Stadtstolz war ein wesentliches Element im mittelalterlichen Bürgerbewußtsein.
Der Schützenmeister, der zum Wettbewerb aufforderte, repräsentierte keinen geselligen Sportverein, sondern seine Stadt. Das drückt sich auch in der Einladungsformel solcher Schützenbriefe aus: sie grüßten offiziell von Bürgermeister zu Bürgermeister und von Rat zu Rat. Häufig setzte der Rat selbst die Preise aus, und wie sehr ein Schützenerfolg politische Ehrensache war, illustriert auf fast groteske Weise die Fehde des Götz von Berlichingen mit der Stadt Köln. Ein Stuttgarter Schneider hatte dort als „zielschüz mit der büchßen“ einen hohen Geldpreis gewonnen.
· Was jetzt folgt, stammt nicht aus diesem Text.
impl Agent {
    /// Creates a new Agent, initializing health metrics.
    pub fn new(cfg: Config) -> Result<Self> {
        let health =
            Arc::new(HealthMetrics::new(&cfg.health.addr).context("creating health metrics")?);

        Ok(Self {
            cfg,
            health,
            sampler: Arc::new(ProcNetDevSampler::default()),
            transport: None,
            tasks: Vec::new(),
            cancel: CancellationToken::new(),
        })
    }

    /// Replace the interface sampler.
    pub fn with_sampler(mut self, sampler: Arc<dyn InterfaceSampler>) -> Self {
        self.sampler = sampler;
        self
    }

    pub fn health(&self) -> &Arc<HealthMetrics> {
        &self.health
    }

    /// The collector transport, once started.
    pub fn transport(&self) -> Option<&ReliableTransport> {
        self.transport.as_ref()
    }

    /// Resolves once the agent stops itself (time limit) or `stop()` is called.
    pub async fn finished(&self) {
        self.cancel.cancelled().await;
    }

    /// Start all components. Sources begin buffering immediately; the
    /// collector connection is established in the background.
    pub async fn start(&mut self) -> Result<()> {
        // 0. Start health metrics server.
        if self.cfg.health.enabled {
            let addr = self
                .health
                .start()
                .await
                .context("starting health metrics server")?;
            info!(addr = %addr, "health metrics server started");
        }

        // 1. Create the root session and transport.
        let session = MetricSession::new(
            &self.cfg.graphite.namespace,
            self.cfg.graphite.flush_policy(),
        )
        .context("creating metric session")?;

        let transport = ReliableTransport::new(
            self.cfg.graphite.transport_config()?,
            session,
            Some(Arc::clone(&self.health)),
        );

        // 2. Connect in the background so a slow collector never blocks sources.
        {
            let transport = transport.clone();
            let cancel = self.cancel.clone();
            self.tasks.push(tokio::spawn(async move {
                tokio::select! {
                    _ = cancel.cancelled() => {}
                    result = transport.connect_persistent() => {
                        if let Err(e) = result {
                            debug!(error = %e, "collector dial abandoned");
                        }
                    }
                }
            }));
        }

        info!(
            host = %transport.config().host,
            port = transport.config().port,
            namespace = transport.session().namespace(),
            "collector transport configured",
        );

        // 3. Start sources.
        if self.cfg.pf.enabled {
            self.spawn_pf_poller(&transport)?;
        }
        if self.cfg.ping.enabled {
            self.spawn_ping_probes(&transport)?;
        }
        if self.cfg.ifstats.enabled {
            self.spawn_ifstats_sampler(&transport)?;
        }

        // 4. Arm the time limit.
        if let Some(limit) = self.cfg.time_limit {
            let cancel = self.cancel.clone();
            self.tasks.push(tokio::spawn(async move {
                tokio::select! {
                    _ = cancel.cancelled() => {}
                    _ = tokio::time::sleep(limit) => {
                        info!(limit = ?limit, "time limit reached");
                        cancel.cancel();
                    }
                }
            }));
        }

        self.transport = Some(transport);

        info!("agent fully started");

        Ok(())
    }

    /// Gracefully stop all components.
    pub async fn stop(&mut self) -> Result<()> {
        // Signal all background tasks to stop.
        self.cancel.cancel();

        for task in self.tasks.drain(..) {
            if let Err(e) = task.await {
                if !e.is_cancelled() {
                    error!(error = %e, "agent task panicked");
                }
            }
        }

        // Final flush, bounded so an unreachable collector cannot hang shutdown.
        if let Some(transport) = self.transport.take() {
            match tokio::time::timeout(SHUTDOWN_FLUSH_TIMEOUT, transport.flush(true)).await {
                Ok(Ok(count)) => debug!(count, "final flush complete"),
                Ok(Err(e)) => warn!(error = %e, "final flush failed"),
                Err(_) => warn!(
                    buffered = transport.session().len(),
                    "final flush timed out, dropping buffered metrics",
                ),
            }
            transport.close().await;
        }

        // Stop health metrics server.
        self.health.stop();

        Ok(())
    }

    fn spawn_pf_poller(&mut self, transport: &ReliableTransport) -> Result<()> {
        let transport = transport
            .using(&self.cfg.pf.namespace, true)
            .context("deriving pf session")?;
        let source = PfctlSource::new(self.cfg.pf.command.clone());
        let leaves_only = self.cfg.pf.leaves_only;
        let poll_interval = self.cfg.pf.poll_interval;
        let health = Arc::clone(&self.health);
        let cancel = self.cancel.clone();

        info!(
            command = %source.command(),
            interval = ?poll_interval,
            leaves_only,
            "pf poller started",
        );

        self.tasks.push(tokio::spawn(async move {
            let mut ticker = tokio::time::interval(poll_interval);
            ticker.set_missed_tick_behavior(MissedTickBehavior::Skip);

            loop {
                tokio::select! {
                    _ = cancel.cancelled() => return,
                    _ = ticker.tick() => {
                        poll_pf(&source, &transport, leaves_only, &health).await;
                    }
                }
            }
        }));

        Ok(())
    }

    fn spawn_ping_probes(&mut self, transport: &ReliableTransport) -> Result<()> {
        let ping = transport
            .using(&self.cfg.ping.namespace, true)
            .context("deriving ping session")?;
        let pinger = Pinger::new(self.cfg.ping.program.clone()).with_args(&self.cfg.ping.args);
        let policy = self.cfg.ping.exit_policy();

        for target in &self.cfg.ping.targets {
            let transport = ping
                .using(&sanitize_segment(target), true)
                .with_context(|| format!("deriving session for ping target {target}"))?;

            let run = ProbeRun {
                pinger: pinger.clone(),
                target: target.clone(),
                policy: policy.clone(),
                restart_delay: self.cfg.ping.restart_delay,
                transport,
                health: Arc::clone(&self.health),
            };
            self.tasks.push(tokio::spawn(run.run(self.cancel.clone())));
        }

        info!(targets = ?self.cfg.ping.targets, "ping probes started");

        Ok(())
    }

    fn spawn_ifstats_sampler(&mut self, transport: &ReliableTransport) -> Result<()> {
        let transport = transport
            .using(&self.cfg.ifstats.namespace, true)
            .context("deriving ifstats session")?;
        let sampler = Arc::clone(&self.sampler);
        let interfaces = self.cfg.ifstats.interfaces.clone();
        let poll_interval = self.cfg.ifstats.poll_interval;
        let health = Arc::clone(&self.health);
        let cancel = self.cancel.clone();

        self.tasks.push(tokio::spawn(async move {
            let mut ticker = tokio::time::interval(poll_interval);
            ticker.set_missed_tick_behavior(MissedTickBehavior::Skip);

            loop {
                tokio::select! {
                    _ = cancel.cancelled() => return,
                    _ = ticker.tick() => {
                        sample_interfaces(sampler.as_ref(), &interfaces, &transport, &health).await;
                    }
                }
            }
        }));

        Ok(())
    }
}
/// Reads the socket until EOF or error and reports what it sees.
async fn watch_connection(
    inner: Weak<Inner>,
    mut reader: OwnedReadHalf,
    generation: u64,
    cancel: CancellationToken,
) {
    let mut buf = [0u8; 1024];

    loop {
        let result = tokio::select! {
            _ = cancel.cancelled() => return,
            result = reader.read(&mut buf) => result,
        };

        let Some(inner) = inner.upgrade() else {
            return;
        };

        match result {
            Ok(0) => {
                inner.on_eof(generation);
                return;
            }
            Ok(n) => {
                if inner.generation.load(Ordering::SeqCst) != generation {
                    return;
                }
                debug!(bytes = n, "unexpected data from collector");
                if let Err(e) = inner.transition(ConnectionState::DataReceived) {
                    error!(error = %e, "connection state violation on read");
                    return;
                }
            }
            Err(e) => {
                warn!(error = %e, "reading from collector failed");
                inner.mark_lost(generation);
                return;
            }
        }
    }
}

/// Dial until connected or cancelled. Errors `establish` gives up on are
/// retried on the same backoff schedule.
async fn establish_persistent(
    inner: &Weak<Inner>,
    cancel: &CancellationToken,
) -> Result<(), TransportError> {
    let mut attempt: u32 = 0;

    loop {
        let Some(strong) = inner.upgrade() else {
            return Err(TransportError::Cancelled);
        };

        let err = match establish(&strong, cancel).await {
            Ok(()) => return Ok(()),
            Err(TransportError::Cancelled) => return Err(TransportError::Cancelled),
            Err(e) => e,
        };

        let delay = backoff_delay(strong.config.backoff_base, attempt);
        error!(
            host = %strong.config.host,
            port = strong.config.port,
            attempt = attempt + 1,
            retry_in = ?delay,
            error = %err,
            "dialing collector failed, retrying",
        );
        drop(strong);
        attempt = attempt.wrapping_add(1);

        tokio::select! {
            _ = cancel.cancelled() => return Err(TransportError::Cancelled),
            _ = tokio::time::sleep(delay) => {}
        }
    }
}

/// Waits for ConnectionLost and re-dials. Stops only on close.
async fn supervise(
    inner: Weak<Inner>,
    mut states: watch::Receiver<ConnectionState>,
    cancel: CancellationToken,
) {
    loop {
        let lost = tokio::select! {
            _ = cancel.cancelled() => return,
            lost = async {
                states
                    .wait_for(|s| *s == ConnectionState::ConnectionLost)
                    .await
                    .is_ok()
            } => lost,
        };
        if !lost {
            return;
        }

        if establish_persistent(&inner, &cancel).await.is_err() {
            return;
        }

        let Some(strong) = inner.upgrade() else {
            return;
        };
        if let Some(health) = &strong.health {
            health.reconnects.inc();
        }
    }
}

/// A [`MetricSession`] bound to a persistent collector connection.
///
/// Cheap to clone. Handles created with [`ReliableTransport::using`] share the
/// connection, the supervisor and the metric buffer.
#[derive(Clone)]
pub struct ReliableTransport {
    inner: Arc<Inner>,
    session: MetricSession,
}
Da die Kölner gewisser Vorfälle wegen den Preis nicht auszahlen wollten und auch andere schwäbische Schützen leer ausgingen, bot Herzog Ulrich von Württemberg beim Kölner Reichstag von 1505 nicht weniger als 40 Personen von Adel auf, die beim Kölner Rat vorsprechen sollten. Nachdem auch zwei weitere Vorstöße von 18 bzw. 9 Adligen nichts gefruchtet hatten, nahm sich Götz des bereits zu einem Strauß von Irrungen aufgeblühten Streitfalls an, schickte Köln den Fehdebrief und holte für sich und den Schneider 1000 rheinische Goldgulden heraus.